How Irretrievable Collapse Resulted in a Savage Separation for Brendan Rodgers & Celtic FC

The Club Management Drama

Merely a quarter of an hour after Celtic issued the announcement of Brendan Rodgers' surprising resignation via a perfunctory short communication, the howitzer arrived, from the major shareholder, with clear signs in apparent fury.

In 551-words, major shareholder Desmond eviscerated his old chum.

This individual he convinced to come to the team when their rivals were getting uppity in 2016 and required being in their place. Plus the man he once more turned to after Ange Postecoglou left for Tottenham in the recent offseason.

So intense was the severity of his critique, the jaw-dropping comeback of the former boss was almost an secondary note.

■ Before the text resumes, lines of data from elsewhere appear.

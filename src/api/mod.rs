//! HTTP surface: routing, CORS, error translation and the development-only
//! OpenAPI document. With the `swagger-ui` feature, Development also serves the
//! interactive browser under [`SWAGGER_UI_PATH`].

use axum::http::HeaderValue;
use axum::Router;
use tower_http::cors::{Any, CorsLayer};
use tower_http::trace::TraceLayer;
use utoipa::OpenApi;

use crate::framework::MediatorClient;
use crate::lifecycle::{Environment, Settings};

pub mod activities;
pub mod error;
mod swagger;

pub use error::{ApiError, ErrorBody};
pub use swagger::ApiDoc;

/// Path of the OpenAPI document, served only in [`Environment::Development`].
pub const OPENAPI_PATH: &str = "/swagger/v1/swagger.json";

/// Mount point of the interactive API browser (`swagger-ui` feature).
pub const SWAGGER_UI_PATH: &str = "/swagger";

/// Shared state handed to every request handler.
#[derive(Clone)]
pub struct AppState {
    pub mediator: MediatorClient,
}

/// Builds the cross-origin policy: one allowed origin, any method, any header.
///
/// An origin that is not a valid header value allows nothing and is logged.
pub fn cors_layer(origin: &str) -> CorsLayer {
    let layer = CorsLayer::new().allow_methods(Any).allow_headers(Any);
    match HeaderValue::from_str(origin) {
        Ok(origin) => layer.allow_origin(origin),
        Err(e) => {
            tracing::warn!(origin, error = %e, "invalid CORS origin, cross-origin requests disabled");
            layer
        }
    }
}

/// Builds the application router.
pub fn router(state: AppState, settings: &Settings) -> Router {
    let mut app = Router::new()
        .nest("/api/activities", activities::router())
        .with_state(state);

    if settings.environment == Environment::Development {
        app = with_api_doc(app);
    }

    app.layer(cors_layer(&settings.cors_origin))
        .layer(TraceLayer::new_for_http())
}

#[cfg(not(feature = "swagger-ui"))]
fn with_api_doc(app: Router) -> Router {
    use axum::routing::get;
    use axum::Json;

    app.route(OPENAPI_PATH, get(|| async { Json(ApiDoc::openapi()) }))
}

// SwaggerUi serves the document at OPENAPI_PATH as well as the browser.
#[cfg(feature = "swagger-ui")]
fn with_api_doc(app: Router) -> Router {
    use utoipa_swagger_ui::SwaggerUi;

    app.merge(SwaggerUi::new(SWAGGER_UI_PATH).url(OPENAPI_PATH, ApiDoc::openapi()))
}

Two decades after his departure from the club, and after much of his recent life was dedicated to an continuous series of public speaking engagements and the performance of all his old hits at Celtic, O'Neill is back in the manager's seat.

Currently - and maybe for a time. Based on things he has said recently, he has been eager to secure a new position. He will see this role as the perfect opportunity, a gift from the club's legacy, a homecoming to the place where he enjoyed such glory and adulation.

Would he relinquish it readily? You wouldn't have thought so. The club might well reach out to contact their ex-manager, but the new appointment will act as a soothing presence for the time being.

'Full-blooded Effort at Character Assassination

The new manager's reappearance - however strange as it may be - can be parked because the biggest 'wow!' moment was the brutal manner Desmond wrote of the former manager.

This constituted a full-blooded endeavor at defamation, a branding of Rodgers as untrustful, a perpetrator of untruths, a spreader of misinformation; divisive, misleading and unjustifiable. "A single person's desire for self-preservation at the cost of everyone else," stated he.

For somebody who values decorum and sets high importance in business being done with confidentiality, if not outright secrecy, here was another illustration of how unusual things have become at the club.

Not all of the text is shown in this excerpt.